German property investment has totalled 1.9 billion Euros so far this year according to a new report by Savills. The investment consultancy says that the money spent so far has been mostly by German Real Estate Investment Trusts, but that it expects the return of foreigners in 2010.
German property could do very well in the coming years, and if it does then it will have the credit crunch to thank.
Before the credit crunch, German property was constantly losing out to the emerging markets, and even to its neighbouring established markets, when it came to overseas property investment, because investors will primarily looking for exceptional capital gain.
Now that people have seen in no uncertain terms how quickly any capital gain can be lost, today's property investor is primarily looking for solid rental performance in their property of choice. For that type of investor Germany is perfect.
In Germany only 42% of the population owns their own home, and 44% rent at the market rate (according to recent figures from Eurostat).

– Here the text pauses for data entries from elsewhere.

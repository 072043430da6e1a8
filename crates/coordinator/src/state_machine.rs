//! Auction lifecycle state machine.
//!
//! ```text
//! Open ──close──▶ Closed ──finalize──▶ WinnerDetermined ──settle──▶ Settled
//!  │                 ▲  │
//!  │                 └──┘ determine winner (one bid at a time)
//!  ├──close (no bids)──▶ Cancelled
//!  └──cancel (seller)──▶ Cancelled
//! ```
//!
//! Guards are evaluated against a fresh [`AuctionSnapshot`] before anything
//! is submitted. The ledger re-validates every transition authoritatively.

use std::fmt;

use serde::{Deserialize, Serialize};

use sealbid_types::{Address, Auction, AuctionState, Bid};

use crate::error::{Attempt, CoordinatorError};

/// Actions a caller can attempt.
#[derive(Clone, Copy, Debug, PartialEq, Eq, Hash, Serialize, Deserialize)]
pub enum Action {
    CreateAuction,
    PlaceBid,
    CloseBidding,
    DetermineWinner,
    FinalizeWinner,
    SettleAuction,
    CancelAuction,
    Refresh,
}

impl Action {
    /// Lifecycle actions, in the order they normally occur.
    pub const LIFECYCLE: [Action; 6] = [
        Action::PlaceBid,
        Action::CloseBidding,
        Action::DetermineWinner,
        Action::FinalizeWinner,
        Action::SettleAuction,
        Action::CancelAuction,
    ];

    pub fn as_str(&self) -> &'static str {
        match self {
            Action::CreateAuction => "create auction",
            Action::PlaceBid => "place bid",
            Action::CloseBidding => "close bidding",
            Action::DetermineWinner => "determine winner",
            Action::FinalizeWinner => "finalize winner",
            Action::SettleAuction => "settle auction",
            Action::CancelAuction => "cancel auction",
            Action::Refresh => "refresh auction",
        }
    }
}

impl fmt::Display for Action {
    fn fmt(&self, f: &mut fmt::Formatter<'_>) -> fmt::Result {
        f.write_str(self.as_str())
    }
}

/// An auction as read from the ledger at a point in ledger time.
#[derive(Clone, Debug, PartialEq, Eq, Serialize, Deserialize)]
pub struct AuctionSnapshot {
    pub address: Address,
    pub auction: Auction,
    /// Ledger time of the read
    pub now: i64,
}

impl AuctionSnapshot {
    pub fn state(&self) -> AuctionState {
        self.auction.state
    }
}

/// Transition guards for the auction lifecycle.
pub struct AuctionStateMachine;

impl AuctionStateMachine {
    /// Check whether `caller` may attempt `action` on the snapshot.
    pub fn check(snapshot: &AuctionSnapshot, action: Action, caller: &Address) -> Result<(), CoordinatorError> {
        let auction = &snapshot.auction;
        let now = snapshot.now;
        let attempt = Attempt::new(action, *caller).in_state(auction.state);

        match action {
            Action::CreateAuction | Action::Refresh => Ok(()),

            Action::PlaceBid => {
                require_state(&attempt, auction, AuctionState::Open)?;
                if now < auction.start_time {
                    return Err(attempt.state_violation("bidding has not started"));
                }
                if auction.is_bidding_ended(now) {
                    return Err(attempt.state_violation("bidding period has ended"));
                }
                if caller == &auction.seller {
                    return Err(attempt.unauthorized("a bidder other than the seller"));
                }
                Ok(())
            }

            Action::CloseBidding => {
                require_state(&attempt, auction, AuctionState::Open)?;
                if !auction.is_bidding_ended(now) {
                    return Err(attempt.state_violation(format!(
                        "bidding ends in {}s",
                        auction.end_time.saturating_sub(now)
                    )));
                }
                Ok(())
            }

            Action::DetermineWinner => {
                require_state(&attempt, auction, AuctionState::Closed)?;
                if auction.all_bids_processed() {
                    return Err(attempt.state_violation("all bids have been processed"));
                }
                Ok(())
            }

            Action::FinalizeWinner => {
                require_state(&attempt, auction, AuctionState::Closed)?;
                if !auction.all_bids_processed() {
                    return Err(attempt.state_violation(format!(
                        "{} of {} bids processed",
                        auction.bids_processed, auction.bid_count
                    )));
                }
                if !auction.has_leader() {
                    return Err(attempt.state_violation("no leading bid"));
                }
                Ok(())
            }

            Action::SettleAuction => {
                require_state(&attempt, auction, AuctionState::WinnerDetermined)?;
                if caller != &auction.winner {
                    return Err(attempt.unauthorized("winner"));
                }
                Ok(())
            }

            Action::CancelAuction => {
                require_state(&attempt, auction, AuctionState::Open)?;
                if caller != &auction.seller {
                    return Err(attempt.unauthorized("seller"));
                }
                Ok(())
            }
        }
    }

    /// Check that `bid` can be compared on this auction.
    pub fn check_bid(
        snapshot: &AuctionSnapshot,
        bid_address: &Address,
        bid: &Bid,
        caller: &Address,
    ) -> Result<(), CoordinatorError> {
        Self::check(snapshot, Action::DetermineWinner, caller)?;

        let attempt = Attempt::new(Action::DetermineWinner, *caller)
            .in_state(snapshot.state())
            .on_bid(*bid_address);
        if bid.auction != snapshot.address {
            return Err(attempt.invalid_input("bid belongs to another auction"));
        }
        if bid.processed {
            return Err(attempt.program_error(sealbid_program::ProgramError::BidAlreadyProcessed));
        }
        Ok(())
    }

    /// Actions `caller` may legally attempt right now.
    pub fn available_actions(snapshot: &AuctionSnapshot, caller: &Address) -> Vec<Action> {
        Action::LIFECYCLE
            .into_iter()
            .filter(|action| Self::check(snapshot, *action, caller).is_ok())
            .collect()
    }

    /// State that closing bidding leads to.
    pub fn close_outcome(auction: &Auction) -> AuctionState {
        if auction.bid_count == 0 {
            AuctionState::Cancelled
        } else {
            AuctionState::Closed
        }
    }
}

fn require_state(attempt: &Attempt, auction: &Auction, expected: AuctionState) -> Result<(), CoordinatorError> {
    if auction.state != expected {
        return Err(attempt.state_violation(format!("requires {}", expected)));
    }
    Ok(())
}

This means that the government has to restrict rental rates, and landlords are only allowed to raise rents if the economy is growing. That is where the downside ends. In Germany tenants are very loyal, and when one tenant leaves it is relatively easy to find another. Typical yields are around the 4% mark, or around 6% in some areas.

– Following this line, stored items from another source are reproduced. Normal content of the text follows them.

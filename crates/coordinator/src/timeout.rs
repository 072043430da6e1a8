//! Bounded suspension points.

use std::fmt;
use std::future::Future;
use std::time::Duration;

use serde::{Deserialize, Serialize};
use tracing::warn;

use crate::error::CoordinatorError;
use crate::state_machine::Action;

/// A suspension point in a coordinator operation.
#[derive(Clone, Copy, Debug, PartialEq, Eq, Hash, Serialize, Deserialize)]
pub enum Stage {
    /// Signing identity producing a signature
    Signature,
    /// Ledger accepting a transaction
    Submission,
    /// Ledger read
    Fetch,
    /// Encryption service encrypting an amount
    Encrypt,
    /// Encryption service producing an attested decryption
    Decrypt,
}

impl fmt::Display for Stage {
    fn fmt(&self, f: &mut fmt::Formatter<'_>) -> fmt::Result {
        f.write_str(match self {
            Stage::Signature => "signature request",
            Stage::Submission => "ledger submission",
            Stage::Fetch => "ledger read",
            Stage::Encrypt => "encrypt request",
            Stage::Decrypt => "decrypt request",
        })
    }
}

/// Whole milliseconds in `duration`, saturating at `u64::MAX`.
pub fn millis(duration: Duration) -> u64 {
    u64::try_from(duration.as_millis()).unwrap_or(u64::MAX)
}

/// Run `fut`, failing with [`CoordinatorError::Timeout`] if it does not
/// complete within `after`.
pub async fn bounded<F, T>(action: Action, stage: Stage, after: Duration, fut: F) -> Result<T, CoordinatorError>
where
    F: Future<Output = T>,
{
    match tokio::time::timeout(after, fut).await {
        Ok(output) => Ok(output),
        Err(_) => {
            warn!(action = %action, stage = %stage, after_ms = millis(after), "Suspension point timed out");
            Err(CoordinatorError::Timeout { action, stage, after })
        }
    }
}

#[cfg(test)]
mod tests {
    use super::*;

    #[test]
    fn test_millis_saturates() {
        assert_eq!(millis(Duration::from_millis(1500)), 1500);
        assert_eq!(millis(Duration::from_secs(u64::MAX)), u64::MAX);
        assert_eq!(millis(Duration::MAX), u64::MAX);
    }

    #[tokio::test]
    async fn test_bounded_completes() {
        let value = bounded(Action::Refresh, Stage::Fetch, Duration::from_secs(1), async { 7 })
            .await
            .unwrap();
        assert_eq!(value, 7);
    }

    #[tokio::test]
    async fn test_bounded_times_out() {
        let result = bounded(
            Action::SettleAuction,
            Stage::Decrypt,
            Duration::from_millis(10),
            tokio::time::sleep(Duration::from_secs(5)),
        )
        .await;

        match result {
            Err(CoordinatorError::Timeout { action, stage, .. }) => {
                assert_eq!(action, Action::SettleAuction);
                assert_eq!(stage, Stage::Decrypt);
            }
            other => panic!("expected timeout, got {:?}", other),
        }
    }
}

Another reason why German property is perfect for today's investor is the abundant availability of properties with tenants already in place. Today's investor is researching their acquisitions to within an inch of their lives. Having the tenant in place with a rent figure set allows the potential investor to have exact figures on which to calculate the cash-flow from their German investment property.
It is also worth mentioning the fact that there are very few -- if any -- off plan property in Germany. Especially in Berlin it is almost all resale apartments in buildings built 40-100 years ago. This is also highly suited to today's risk averse property investor.